● WHAT TO PRODUCE
Each line of the data that includes the string "without" is to be copied out.

[Saved data entries]
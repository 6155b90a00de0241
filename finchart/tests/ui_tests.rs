//! UI tests using iced_test Simulator.
//!
//! These tests drive the header, the dashboard and the whole application
//! view without opening a window.

use iced_test::simulator;

use finchart::app::{FinChart, Page};
use finchart::demo::portfolio_chart;
use finchart::message::Message;
use finchart::view::chart::ChartView;
use finchart::view::dashboard::dashboard_view;
use finchart::view::header::header_view;

use finchart_common::{AppConfig, ChartModel, Datum, SeriesSpec, VisibilityState, resolve_series};

fn two_series() -> Vec<finchart_common::ResolvedSeries> {
    resolve_series(&[
        SeriesSpec::new("primaryValue", "Asset A"),
        SeriesSpec::new("secondaryValue", "Asset B"),
    ])
}

/// Test that the header renders title, description and one button per series.
#[test]
fn test_header_shows_title_and_series() {
    let series = two_series();
    let visibility = VisibilityState::new(&series);
    let mut ui = simulator(header_view(
        Some("Portfolio Comparison"),
        Some("Two assets"),
        &series,
        &visibility,
    ));

    assert!(ui.find("Portfolio Comparison").is_ok());
    assert!(ui.find("Two assets").is_ok());
    assert!(ui.find("Asset A").is_ok());
    assert!(ui.find("Asset B").is_ok());
}

/// Test that clicking a series button emits its toggle message.
#[test]
fn test_click_series_button() {
    let series = two_series();
    let visibility = VisibilityState::new(&series);
    let mut ui = simulator(header_view(None, None, &series, &visibility));

    let _ = ui.click("Asset B");

    let messages: Vec<Message> = ui.into_messages().collect();
    assert_eq!(
        messages,
        vec![Message::ToggleSeries("secondaryValue".to_string())]
    );
}

/// Test that a hidden series keeps its button so it can be shown again.
#[test]
fn test_hidden_series_keeps_button() {
    let series = two_series();
    let mut visibility = VisibilityState::new(&series);
    visibility.toggle("primaryValue");
    let mut ui = simulator(header_view(None, None, &series, &visibility));

    let _ = ui.click("Asset A");

    let messages: Vec<Message> = ui.into_messages().collect();
    assert_eq!(
        messages,
        vec![Message::ToggleSeries("primaryValue".to_string())]
    );
}

/// Test that a header without title, description or series renders nothing.
#[test]
fn test_empty_header() {
    let visibility = VisibilityState::default();
    let mut ui = simulator(header_view(None, None, &[], &visibility));

    assert!(ui.find("Asset A").is_err());
}

/// Test that the dashboard shows page navigation and the chart header.
#[test]
fn test_dashboard_renders_chart() {
    let chart = ChartView::new(portfolio_chart(&AppConfig::default()));
    let pages = [Page::Portfolio, Page::PageViews];
    let mut ui = simulator(dashboard_view(Page::Portfolio, &pages, &chart));

    assert!(ui.find("Portfolio").is_ok());
    assert!(ui.find("Page Views").is_ok());
    assert!(ui.find("Portfolio Comparison").is_ok());
    assert!(ui.find("Asset A").is_ok());
}

/// Test that clicking a page button emits the page message.
#[test]
fn test_dashboard_navigation() {
    let chart = ChartView::new(portfolio_chart(&AppConfig::default()));
    let pages = [Page::Portfolio, Page::PageViews];
    let mut ui = simulator(dashboard_view(Page::Portfolio, &pages, &chart));

    let _ = ui.click("Page Views");

    let messages: Vec<Message> = ui.into_messages().collect();
    assert_eq!(messages, vec![Message::SelectPage(Page::PageViews)]);
}

/// Test that a chart without data still renders its header.
#[test]
fn test_empty_chart() {
    let chart: ChartView<Datum> = ChartView::new(
        ChartModel::new(Vec::new(), vec![SeriesSpec::new("close", "Close")]).with_title("Empty"),
    );
    let pages = [Page::Portfolio];
    let mut ui = simulator(dashboard_view(Page::Portfolio, &pages, &chart));

    assert!(ui.find("Empty").is_ok());
    assert!(ui.find("Close").is_ok());
}

/// Test the full application view after switching page.
#[test]
fn test_app_page_switch() {
    let mut app = FinChart::new(AppConfig::default(), None);
    let _ = app.update(Message::SelectPage(Page::PageViews));

    let mut ui = simulator(app.view());

    assert!(ui.find("Page Views").is_ok());
    assert!(ui.find("uv").is_ok());
    assert!(ui.find("pv").is_ok());
    // The third series is not plotted.
    assert!(ui.find("amt").is_err());
}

● TASK RESULT
//! view without opening a window.
/// Test that a header without title, description or series renders nothing.
/// Test that a chart without data still renders its header.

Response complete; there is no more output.